Sovyetler Birliği'nin dağılması ve akabinde kurulan bağımsız devletler; Rusya Federasyonu'nun, Putin gibi 1 lider çıkarmasına dek, Abd ve Batı'nın tesirinde idi.

Hattâ ilk Rusya başkanı Boris Yeltsin'in; batının ve Abd'nin uşağı olarak nitelendirildiğini biliyoruz.

Putin'le beraber ivme alan ve güç kazanan Rusya; eski Sovyetler'i birleştirme politikasını gütmeye başladı haliyle.

Devletler birleşmeyecek ve fakat ülkelerin kontrolü Rusya'nın elinde olacaktı. Proje tamamen bu idi.

İsminin Bağımsız Devletler Topluluğu olmasına aldanmayın! Hepsi ve tamamı an itibariyle Rusya siyasetine bağlı ve ayrıca Batı Emperyalizmi de; bölgede söz sahibi olmak için yoğun 1 mesai harcamakta.

Türki Cumhuriyetler yıllardır tek elden ve dikta rejimi ile yönetiliyor. Lâkin bu coğrafyada demokratik 1 yönetim tarzı ile yol alınması çok zor. Zira bünyesinde birçok etnik kökeni barındırıyor. (Tataristan, Çeçenistan, Abhazya, Kafkasya, İnguşya ve Başkurdistan gibi)
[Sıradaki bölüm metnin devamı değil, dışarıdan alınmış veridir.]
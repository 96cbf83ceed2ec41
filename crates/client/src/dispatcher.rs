//! Request dispatcher: one logical HTTP call with authentication, retry,
//! cached fallback and offline queuing.
//!
//! Flow of [`Dispatcher::request`]:
//! 1. Build `base_url + endpoint`; send JSON with `Authorization: Bearer`
//!    when a token is held.
//! 2. Non-2xx: a 401 drops the session; the status and body text become
//!    [`ClientError::Http`].
//! 3. 2xx: reset the `{method, endpoint}` retry counter and parse the body.
//! 4. Retryable failures back off (`base * 2^attempt`) and try again until
//!    the counter reaches the ceiling.
//! 5. On the native host, an offline failure that is out of retries is queued
//!    for replay. The error is returned either way.

use std::sync::Arc;

use fittrack_core::{
    ClientError, ClientResult, HttpMethod, OfflineAction, OfflineActionData, RequestOptions,
    TransportKind,
};
use reqwest::header::{CONTENT_TYPE, HeaderValue};
use reqwest::Method;
use serde::Serialize;
use serde::de::DeserializeOwned;
use serde_json::Value;

use crate::context::ClientContext;
use crate::retry::{RetryCounters, RetryKey, RetryPolicy};

#[derive(Debug)]
pub struct Dispatcher {
    ctx: Arc<ClientContext>,
    http: reqwest::Client,
    policy: RetryPolicy,
    retries: RetryCounters,
}

impl Dispatcher {
    pub fn new(ctx: Arc<ClientContext>) -> Self {
        let policy = ctx.config().retry;
        Self {
            ctx,
            http: reqwest::Client::new(),
            policy,
            retries: RetryCounters::default(),
        }
    }

    pub fn context(&self) -> &Arc<ClientContext> {
        &self.ctx
    }

    /// Current retry count for `{method, endpoint}`.
    pub fn retry_count(&self, method: HttpMethod, endpoint: &str) -> u32 {
        self.retries.get(&RetryKey::new(method, endpoint))
    }

    /// Dispatch and decode the JSON body into `T`.
    pub async fn request<T>(&self, endpoint: &str, options: RequestOptions) -> ClientResult<T>
    where
        T: DeserializeOwned,
    {
        let value = self.request_value(endpoint, &options).await?;
        Ok(serde_json::from_value(value)?)
    }

    /// Dispatch and return the raw JSON body (`null` for an empty body).
    pub async fn request_value(&self, endpoint: &str, options: &RequestOptions) -> ClientResult<Value> {
        let key = RetryKey::new(options.method, endpoint);
        // Bounds this call even when a concurrent success resets the shared counter.
        let mut local_retries = 0u32;

        loop {
            let err = match self.send_once(endpoint, options).await {
                Ok(value) => {
                    self.retries.reset(&key);
                    return Ok(value);
                }
                Err(err) => err,
            };

            let attempt = self.retries.get(&key);
            if err.is_retryable()
                && attempt < self.policy.max_retries
                && local_retries < self.policy.max_retries
            {
                self.retries.increment(&key);
                local_retries += 1;
                let delay = self.policy.delay_for(attempt);
                tracing::warn!(
                    request = %key,
                    attempt = attempt + 1,
                    max_retries = self.policy.max_retries,
                    "retrying in {delay:?}: {err}"
                );
                tokio::time::sleep(delay).await;
                continue;
            }

            if attempt > 0 {
                tracing::warn!(request = %key, "giving up after {attempt} retries: {err}");
            }
            self.retries.reset(&key);
            self.defer_if_offline(endpoint, options, &err).await;
            return Err(err);
        }
    }

    /// Dispatch a read whose failure is answered from the last good snapshot.
    ///
    /// Success refreshes the snapshot under `cache_key`. Failure returns the
    /// snapshot, or `default()` when there is none. Never errors.
    pub async fn request_with_fallback<T, F>(
        &self,
        endpoint: &str,
        options: RequestOptions,
        cache_key: &str,
        default: F,
    ) -> T
    where
        T: DeserializeOwned + Serialize + Sync,
        F: FnOnce() -> T,
    {
        let store = self.ctx.store();
        match self.request::<T>(endpoint, options).await {
            Ok(value) => {
                if let Err(err) = fittrack_store::set_json(store, cache_key, &value).await {
                    tracing::warn!("failed to refresh snapshot {cache_key}: {err}");
                }
                value
            }
            Err(err) => {
                tracing::warn!("{endpoint} failed, serving cached snapshot: {err}");
                match fittrack_store::get_json::<T>(store, cache_key).await {
                    Ok(Some(cached)) => cached,
                    Ok(None) => default(),
                    Err(read_err) => {
                        tracing::warn!("unreadable snapshot {cache_key}: {read_err}");
                        default()
                    }
                }
            }
        }
    }

    async fn send_once(&self, endpoint: &str, options: &RequestOptions) -> ClientResult<Value> {
        let url = self.ctx.url_for(endpoint).await;
        let mut req = self
            .http
            .request(to_reqwest_method(options.method), &url)
            .header(CONTENT_TYPE, HeaderValue::from_static("application/json"));

        if let Some(token) = self.ctx.token().await {
            req = req.bearer_auth(token);
        }
        if let Some(timeout) = self.ctx.config().request_timeout {
            req = req.timeout(timeout);
        }
        if let Some(body) = &options.body {
            req = req.body(serde_json::to_vec(body)?);
        }

        tracing::debug!(method = %options.method, %url, "dispatching request");
        let resp = req.send().await.map_err(transport_error)?;
        let status = resp.status();

        if !status.is_success() {
            let body = resp.text().await.unwrap_or_default();
            let err = ClientError::http(status.as_u16(), body);
            if err.is_unauthorized() {
                tracing::warn!("{endpoint} answered 401; clearing session");
                if let Err(clear_err) = self.ctx.clear_session().await {
                    tracing::error!("failed to clear persisted session: {clear_err}");
                }
            }
            return Err(err);
        }

        let bytes = resp.bytes().await.map_err(transport_error)?;
        if bytes.iter().all(u8::is_ascii_whitespace) {
            return Ok(Value::Null);
        }
        Ok(serde_json::from_slice(&bytes)?)
    }

    async fn defer_if_offline(&self, endpoint: &str, options: &RequestOptions, err: &ClientError) {
        if !options.queue_when_offline || !self.ctx.platform().is_native() || !err.is_offline() {
            return;
        }
        let Some(queue) = self.ctx.offline_queue() else {
            return;
        };

        let action = OfflineAction::for_request(endpoint, options.method);
        let data = OfflineActionData {
            endpoint: endpoint.to_string(),
            options: options.clone(),
        };
        if let Err(queue_err) = queue.enqueue_offline_action(action, data).await {
            tracing::error!("failed to queue offline action for {endpoint}: {queue_err}");
        }
    }
}

fn to_reqwest_method(method: HttpMethod) -> Method {
    match method {
        HttpMethod::Get => Method::GET,
        HttpMethod::Post => Method::POST,
        HttpMethod::Put => Method::PUT,
        HttpMethod::Patch => Method::PATCH,
        HttpMethod::Delete => Method::DELETE,
    }
}

/// Classify a reqwest failure.
pub(crate) fn transport_error(err: reqwest::Error) -> ClientError {
    if err.is_builder() {
        return ClientError::InvalidUrl(err.to_string());
    }

    let kind = if err.is_timeout() {
        TransportKind::Timeout
    } else if err.is_connect() {
        TransportKind::Connect
    } else if err.is_body() || err.is_decode() {
        TransportKind::Body
    } else {
        TransportKind::Request
    };

    let mut message = err.to_string();
    let mut source = std::error::Error::source(&err);
    while let Some(cause) = source {
        message.push_str(": ");
        message.push_str(&cause.to_string());
        source = cause.source();
    }
    ClientError::transport(kind, message)
}
//! Client configuration.
//!
//! Built from the environment at startup; every field has a default so a bare
//! environment yields a development client for the detected platform.

use std::time::Duration;

use fittrack_core::Platform;

use crate::connection::{self, FALLBACK_BASE_URLS};
use crate::retry::RetryPolicy;

/// Deployment environment; selects the column of the base-URL table.
#[derive(Debug, Copy, Clone, PartialEq, Eq)]
pub enum Environment {
    Development,
    Production,
}

impl Environment {
    pub fn is_development(&self) -> bool {
        matches!(self, Environment::Development)
    }
}

#[derive(Debug, Clone)]
pub struct ClientConfig {
    pub environment: Environment,
    /// Host row of the base-URL table: `web`, `android`, `ios` or `device`.
    pub host: String,
    pub platform: Platform,
    /// Skips the base-URL table when set.
    pub base_url: Option<String>,
    /// Tried in order when the default base URL fails its liveness probe.
    pub fallback_urls: Vec<String>,
    /// Well-known endpoint the native poller uses to detect connectivity.
    pub connectivity_probe_url: String,
    pub probe_timeout: Duration,
    pub poll_interval: Duration,
    /// Per-request timeout; `None` leaves it to the transport.
    pub request_timeout: Option<Duration>,
    pub retry: RetryPolicy,
}

impl Default for ClientConfig {
    fn default() -> Self {
        Self {
            environment: Environment::Development,
            host: "web".to_string(),
            platform: Platform::detect(),
            base_url: None,
            fallback_urls: FALLBACK_BASE_URLS.iter().map(|s| s.to_string()).collect(),
            connectivity_probe_url: "https://clients3.google.com/generate_204".to_string(),
            probe_timeout: Duration::from_secs(5),
            poll_interval: Duration::from_secs(30),
            request_timeout: None,
            retry: RetryPolicy::default(),
        }
    }
}

impl ClientConfig {
    /// Read `FITTRACK_*` variables from the process environment.
    pub fn from_env() -> Self {
        Self::from_lookup(|key| std::env::var(key).ok())
    }

    /// Build from an arbitrary variable lookup.
    pub fn from_lookup<F>(lookup: F) -> Self
    where
        F: Fn(&str) -> Option<String>,
    {
        let mut config = Self::default();

        if let Some(env) = lookup("FITTRACK_ENV") {
            config.environment = match env.trim().to_ascii_lowercase().as_str() {
                "production" | "prod" => Environment::Production,
                "development" | "dev" => Environment::Development,
                other => {
                    tracing::warn!("unknown FITTRACK_ENV {other:?}; using development");
                    Environment::Development
                }
            };
        }

        if let Some(host) = lookup("FITTRACK_HOST") {
            config.host = host.trim().to_ascii_lowercase();
        }

        if let Some(platform) = lookup("FITTRACK_PLATFORM") {
            match Platform::parse(&platform) {
                Some(p) => config.platform = p,
                None => tracing::warn!(
                    "unknown FITTRACK_PLATFORM {platform:?}; using detected {}",
                    config.platform
                ),
            }
        }

        if let Some(url) = lookup("FITTRACK_BASE_URL").filter(|u| !u.trim().is_empty()) {
            config.base_url = Some(url.trim().trim_end_matches('/').to_string());
        }

        if let Some(url) = lookup("FITTRACK_PROBE_URL").filter(|u| !u.trim().is_empty()) {
            config.connectivity_probe_url = url.trim().to_string();
        }

        config
    }

    /// The base URL this configuration starts with.
    pub fn default_base_url(&self) -> String {
        match &self.base_url {
            Some(url) => url.clone(),
            None => {
                connection::resolve_base_url(&self.host, self.environment.is_development())
                    .to_string()
            }
        }
    }
}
Ayrıca Rus halkı halâ bu ülkelerde varlığını sürdürmekte. Dolayısıyla aralarında ki resmi yazışma dilleri halâ Rusça. Bunun kolay kolay değişeceği de pek öngörülmüyor.

VARAN 1: Putin ilk olarak; dağılmış federasyonu toparladı. Azınlıkları da kendine bağlı liderlerden oluşturdu. Kendi iç sorunlarını çözünce haliyle sıra da diğer ülkelere geldi.

İlk olarak Ukrayna'da ki Rus nüfusu varlığından hareketle; Ukrayna ticaretinin şah damarı Kırım'ı ilhak etti. Daha sonra ise Ukrayna endüstri merkezi olan Donetsk şehrinin kontrolünü ele aldı.

Artık sıra diğer ülkelere gelecekti haliyle!

VARAN 2:Belarus ve Polonya arasında yaşanan mülteci krizi ve sınırda yaşanan hareketlilik de bu sürecin dinamiklerinden 1 diğeri idi.

Putin'in kardeşim dediği Belarus lideri Lukaşenko; Putin'in bu ideasına yardım eden baş figürlerden sadece biri.

VARAN 3: Ve Türki Cumhuriyet'lerin startı da Kazakistan ile verildi.

Kazakistan'da ki; biri Rus güdümünde olan ve diğeri de Batı'ya ve Abd'ye uşaklık eden çift başlı yönetiminin neticesinde, durum buralara kadar geldi.

Putin'e yakınlığı ile bilinen Nazarbayev'in yetkilerini sınırlandırmaya çalışan Batı yanlısı Togayev yönetiminin çatışması; 1 iç isyanın eşiğine getirmiş oldu bölgeyi.

Burada ki esas konu ve mevzu ise şu...

Dünya haritasını ve coğrafyasını yeniden şekillendirecek 1 göç ve iklim siyaseti; bunun 1 sonucu olarak Abd'yi terk edip Çin'e konuşlanan Yahudi sermayesi ile bu yeni dünya düzeni ile söz sahipliği artacak olan Türki Cumhuriyet'lerde şimdiden söz sahibi olmak ise tek amaç.

Zira bu bölgelerde ki yeraltı zenginliklerini; ileride dünyanın beyni olacak tarım ve hayvancılık ile endüstri hareketliliğini önceden beri bilen Rusya ve Çin ile Abd ve Batı'nın kıyasıya 1 mücadelesi ile karşı karşıyayız...

 Esas sorulması gereken soru ise şu???

Türkiye bunun neresinde olmalı ve olacak???

Özlemini ve hayalini kurduğumuz Türk Devletleri Birliği'nin sağlanması adına; an itibariyle de bütün ilişkilerimizin daha aktif olduğu Rusya'nın şemsiyesi altında 1 süre ilerlemek ve daha sonra ise bu bölgede ki muktedirayatını ispatlayan 1 Türkiye Cumhuriyeti Devleti'nin; bütün Türk Devletleri'ni tek çatı altında toplaması ise en büyük ihtiyacımız ve olmazsa olmazımızdır...!!!